Even though the overall incidence of psoriatic arthritis does not seem to be increased during efalizumab treatment, preliminary data suggest that severe arthritis occurs more frequently in efalizumab-treated patients compared with placebo. In our case we were forced to discontinue efalizumab treatment because of the severity of the symptoms and instead use another biological agent with effect on psoriatic arthritis.


1. Gelfand JM, Gladman DD, Mease PJ, Smith N, Margolis DJ, Nijsten T, et al. Epidemiology of psoriatic arthritis in the population of the United States. J Am Acad Dermatol 2005; 53: 573–577.

2. Moll JMH, Wright V. Psoriatic arthritis. Semin Arthritis Rheumatism 1973; 3: 55–78.

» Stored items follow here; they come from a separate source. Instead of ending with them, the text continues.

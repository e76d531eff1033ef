//! Minimal HTML fragment tokenizer, tree builder and writer
//!
//! Only what the markup codec needs: elements with attributes, text,
//! character references, comments and doctype skipping, and implied closes
//! for unbalanced input. Output is compact with attributes in key order.

use log::debug;
use std::collections::BTreeMap;

/// A parsed markup node
#[derive(Debug, Clone, PartialEq, Eq)]
pub enum HtmlNode {
    Element(Element),
    Text(String),
}

#[derive(Debug, Clone, PartialEq, Eq)]
pub struct Element {
    pub tag: String,
    pub attrs: BTreeMap<String, String>,
    pub children: Vec<HtmlNode>,
}

impl Element {
    pub fn new(tag: impl Into<String>, children: Vec<HtmlNode>) -> Self {
        Self {
            tag: tag.into(),
            attrs: BTreeMap::new(),
            children,
        }
    }

    pub fn with_attrs(mut self, attrs: BTreeMap<String, String>) -> Self {
        self.attrs = attrs;
        self
    }
}

impl HtmlNode {
    pub fn element(tag: impl Into<String>, children: Vec<HtmlNode>) -> Self {
        HtmlNode::Element(Element::new(tag, children))
    }

    pub fn text(text: impl Into<String>) -> Self {
        HtmlNode::Text(text.into())
    }
}

const VOID_ELEMENTS: [&str; 8] = ["br", "hr", "img", "input", "meta", "link", "wbr", "col"];
const RAW_TEXT_ELEMENTS: [&str; 2] = ["script", "style"];

/// Parse an HTML fragment into a node list
pub fn parse_fragment(input: &str) -> Vec<HtmlNode> {
    let bytes = input.as_bytes();
    let mut idx = 0_usize;
    // Open elements; the bottom entry collects top-level nodes
    let mut stack: Vec<Element> = vec![Element::new("#root", Vec::new())];

    while idx < bytes.len() {
        if bytes[idx] != b'<' {
            let next = find_byte(bytes, idx, b'<').unwrap_or(bytes.len());
            push_text(&mut stack, decode_entities(&input[idx..next]));
            idx = next;
            continue;
        }

        if starts_with(bytes, idx, b"<!--") {
            idx = skip_comment(bytes, idx);
            continue;
        }

        if starts_with(bytes, idx, b"<!") || starts_with(bytes, idx, b"<?") {
            idx = skip_to_gt(bytes, idx.saturating_add(2));
            continue;
        }

        let Some((tag, next_idx)) = parse_tag(input, idx) else {
            // A stray '<' is literal text
            push_text(&mut stack, "<".to_string());
            idx = idx.saturating_add(1);
            continue;
        };
        idx = next_idx;

        if tag.is_end {
            close_element(&mut stack, &tag.name);
            continue;
        }

        if RAW_TEXT_ELEMENTS.contains(&tag.name.as_str()) {
            if !tag.self_closing {
                idx = skip_raw_text(bytes, idx, &tag.name);
            }
            continue;
        }

        let element = Element::new(tag.name, Vec::new()).with_attrs(tag.attrs);
        if tag.self_closing || VOID_ELEMENTS.contains(&element.tag.as_str()) {
            append(&mut stack, HtmlNode::Element(element));
        } else {
            stack.push(element);
        }
    }

    while stack.len() > 1 {
        pop_into_parent(&mut stack);
    }
    stack.pop().map(|root| root.children).unwrap_or_default()
}

/// Serialize nodes back to markup
pub fn write_fragment(nodes: &[HtmlNode]) -> String {
    let mut out = String::new();
    for node in nodes {
        write_node(node, &mut out);
    }
    out
}

fn write_node(node: &HtmlNode, out: &mut String) {
    match node {
        HtmlNode::Text(text) => out.push_str(&escape(text, false)),
        HtmlNode::Element(element) => {
            out.push('<');
            out.push_str(&element.tag);
            for (name, value) in &element.attrs {
                if !is_attribute_name(name) {
                    debug!("skipping attribute {:?} on <{}>", name, element.tag);
                    continue;
                }
                out.push(' ');
                out.push_str(name);
                out.push_str("=\"");
                out.push_str(&escape(value, true));
                out.push('"');
            }
            out.push('>');
            if VOID_ELEMENTS.contains(&element.tag.as_str()) {
                return;
            }
            for child in &element.children {
                write_node(child, out);
            }
            out.push_str("</");
            out.push_str(&element.tag);
            out.push('>');
        }
    }
}

fn escape(text: &str, attribute: bool) -> String {
    let mut out = String::with_capacity(text.len());
    for ch in text.chars() {
        match ch {
            '&' => out.push_str("&amp;"),
            '<' => out.push_str("&lt;"),
            '>' => out.push_str("&gt;"),
            '"' if attribute => out.push_str("&quot;"),
            _ => out.push(ch),
        }
    }
    out
}

/// Decode the character references the writer emits plus the common extras
pub fn decode_entities(text: &str) -> String {
    if !text.contains('&') {
        return text.to_string();
    }

    let mut out = String::with_capacity(text.len());
    let mut rest = text;
    while let Some(amp) = rest.find('&') {
        out.push_str(&rest[..amp]);
        rest = &rest[amp..];

        let decoded = rest
            .find(';')
            .filter(|&semi| semi <= 10)
            .and_then(|semi| decode_reference(&rest[1..semi]).map(|ch| (ch, semi)));
        match decoded {
            Some((ch, semi)) => {
                out.push(ch);
                rest = &rest[semi + 1..];
            }
            None => {
                out.push('&');
                rest = &rest[1..];
            }
        }
    }
    out.push_str(rest);
    out
}

fn decode_reference(name: &str) -> Option<char> {
    match name {
        "amp" => Some('&'),
        "lt" => Some('<'),
        "gt" => Some('>'),
        "quot" => Some('"'),
        "apos" => Some('\''),
        "nbsp" => Some('\u{a0}'),
        _ => {
            let code = if let Some(hex) = name.strip_prefix("#x").or_else(|| name.strip_prefix("#X")) {
                u32::from_str_radix(hex, 16).ok()?
            } else {
                name.strip_prefix('#')?.parse::<u32>().ok()?
            };
            char::from_u32(code)
        }
    }
}

fn push_text(stack: &mut [Element], text: String) {
    if text.is_empty() {
        return;
    }
    let Some(parent) = stack.last_mut() else {
        return;
    };
    if let Some(HtmlNode::Text(last)) = parent.children.last_mut() {
        last.push_str(&text);
    } else {
        parent.children.push(HtmlNode::Text(text));
    }
}

fn append(stack: &mut [Element], node: HtmlNode) {
    if let Some(parent) = stack.last_mut() {
        parent.children.push(node);
    }
}

fn pop_into_parent(stack: &mut Vec<Element>) {
    if let Some(element) = stack.pop() {
        append(stack, HtmlNode::Element(element));
    }
}

/// Close the nearest open element named `name`, implicitly closing any
/// elements opened inside it. End tags with no open match are ignored.
fn close_element(stack: &mut Vec<Element>, name: &str) {
    let Some(pos) = stack.iter().skip(1).rposition(|el| el.tag == name) else {
        return;
    };
    let target = pos + 1;
    while stack.len() > target {
        pop_into_parent(stack);
    }
}

#[derive(Debug, Clone, PartialEq, Eq)]
struct ParsedTag {
    name: String,
    attrs: BTreeMap<String, String>,
    is_end: bool,
    self_closing: bool,
}

fn parse_tag(input: &str, start: usize) -> Option<(ParsedTag, usize)> {
    let bytes = input.as_bytes();
    if bytes.get(start).copied() != Some(b'<') {
        return None;
    }

    let mut idx = start.saturating_add(1);
    let mut is_end = false;
    if bytes.get(idx).copied() == Some(b'/') {
        is_end = true;
        idx = idx.saturating_add(1);
    }

    let name_start = idx;
    while idx < bytes.len() && is_tag_name_char(bytes[idx]) {
        idx = idx.saturating_add(1);
    }
    if idx == name_start {
        return None;
    }
    let name = input[name_start..idx].to_ascii_lowercase();

    let mut attrs = BTreeMap::new();
    let mut self_closing = false;
    loop {
        idx = skip_spaces(bytes, idx);
        match bytes.get(idx).copied() {
            None => return None,
            Some(b'>') => {
                idx = idx.saturating_add(1);
                break;
            }
            Some(b'/') => {
                self_closing = true;
                idx = idx.saturating_add(1);
            }
            Some(_) => {
                let attr_start = idx;
                while idx < bytes.len() && is_attr_name_char(bytes[idx]) {
                    idx = idx.saturating_add(1);
                }
                if idx == attr_start {
                    // Garbage inside the tag, skip a byte
                    idx = idx.saturating_add(1);
                    continue;
                }
                let attr_name = input[attr_start..idx].to_ascii_lowercase();
                self_closing = false;

                idx = skip_spaces(bytes, idx);
                let value = if bytes.get(idx).copied() == Some(b'=') {
                    idx = skip_spaces(bytes, idx.saturating_add(1));
                    let (value, next) = read_attr_value(input, idx)?;
                    idx = next;
                    decode_entities(value)
                } else {
                    String::new()
                };
                attrs.entry(attr_name).or_insert(value);
            }
        }
    }

    Some((
        ParsedTag {
            name,
            attrs,
            is_end,
            self_closing,
        },
        idx,
    ))
}

fn read_attr_value(input: &str, idx: usize) -> Option<(&str, usize)> {
    let bytes = input.as_bytes();
    match bytes.get(idx).copied()? {
        quote @ (b'"' | b'\'') => {
            let end = find_byte(bytes, idx.saturating_add(1), quote)?;
            Some((&input[idx + 1..end], end.saturating_add(1)))
        }
        _ => {
            let mut end = idx;
            while end < bytes.len() && !bytes[end].is_ascii_whitespace() && bytes[end] != b'>' {
                end = end.saturating_add(1);
            }
            Some((&input[idx..end], end))
        }
    }
}

fn skip_raw_text(bytes: &[u8], start: usize, tag_name: &str) -> usize {
    let tag_bytes = tag_name.as_bytes();
    let mut idx = start;
    while idx < bytes.len() {
        if bytes[idx] == b'<'
            && bytes.get(idx.saturating_add(1)).copied() == Some(b'/')
            && starts_with_ignore_ascii_case(bytes, idx.saturating_add(2), tag_bytes)
        {
            return skip_to_gt(bytes, idx);
        }
        idx = idx.saturating_add(1);
    }
    bytes.len()
}

fn skip_comment(bytes: &[u8], start: usize) -> usize {
    find_subslice(bytes, start.saturating_add(4), b"-->")
        .map(|end| end.saturating_add(3))
        .unwrap_or(bytes.len())
}

fn skip_to_gt(bytes: &[u8], from: usize) -> usize {
    find_byte(bytes, from, b'>')
        .map(|idx| idx.saturating_add(1))
        .unwrap_or(bytes.len())
}

fn skip_spaces(bytes: &[u8], mut idx: usize) -> usize {
    while idx < bytes.len() && bytes[idx].is_ascii_whitespace() {
        idx = idx.saturating_add(1);
    }
    idx
}

fn is_tag_name_char(byte: u8) -> bool {
    byte.is_ascii_alphanumeric() || matches!(byte, b'-' | b'_' | b':')
}

/// Whether `name` is written and read back unchanged: an ASCII letter
/// followed by lowercase letters, digits, `-`, `_`, `:` or `.`
pub fn is_attribute_name(name: &str) -> bool {
    let mut chars = name.chars();
    match chars.next() {
        Some(first) if first.is_ascii_lowercase() => chars.all(|c| {
            c.is_ascii_lowercase() || c.is_ascii_digit() || matches!(c, '-' | '_' | ':' | '.')
        }),
        _ => false,
    }
}

fn is_attr_name_char(byte: u8) -> bool {
    !byte.is_ascii_whitespace() && !matches!(byte, b'=' | b'>' | b'/' | b'"' | b'\'')
}

fn starts_with(bytes: &[u8], idx: usize, pattern: &[u8]) -> bool {
    let end = idx.saturating_add(pattern.len());
    end <= bytes.len() && bytes[idx..end] == *pattern
}

fn starts_with_ignore_ascii_case(bytes: &[u8], idx: usize, pattern: &[u8]) -> bool {
    let end = idx.saturating_add(pattern.len());
    end <= bytes.len()
        && bytes[idx..end]
            .iter()
            .zip(pattern.iter())
            .all(|(left, right)| left.eq_ignore_ascii_case(right))
}

fn find_subslice(bytes: &[u8], from: usize, needle: &[u8]) -> Option<usize> {
    if from >= bytes.len() {
        return None;
    }
    bytes[from..]
        .windows(needle.len())
        .position(|window| window == needle)
        .map(|offset| from + offset)
}

fn find_byte(bytes: &[u8], from: usize, byte: u8) -> Option<usize> {
    bytes
        .get(from..)?
        .iter()
        .position(|candidate| *candidate == byte)
        .map(|offset| from + offset)
}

3. Zachariae H. Prevalence of joint disease in patients with psoriasis: implications for therapy. Am J Clin Dermatol 2003; 4: 441–447.

4. Jullien D, Prinz JC, Langley RG, Caro I, Dummer W, Joshi A, et al. T-cell modulation for the treatment of chronic plaque psoriasis with efalizumab. Dermatology 2004; 208: 297–306.

[1]Pincelli C, Casset-Semanaz F. Efalizumab therapy and incidence of arthropathy adverse events: Analysis of pooled data from phase II/III/IV clinical trials. Psoriasis from gene to clinic, 4th International Congress 2005, London. Br J Dermatol 2006; 154 (S1): 22–23 (P 41).

[2]Papp K, Hamilton T, Casset-Semanaz F, Curtin F. Safety analysis of efalizumab in the incidence of adverse events for arthropathy: a pooled analysis of 7 clinical trials. JAAD 2006; 54 (S): AB207 (P2836).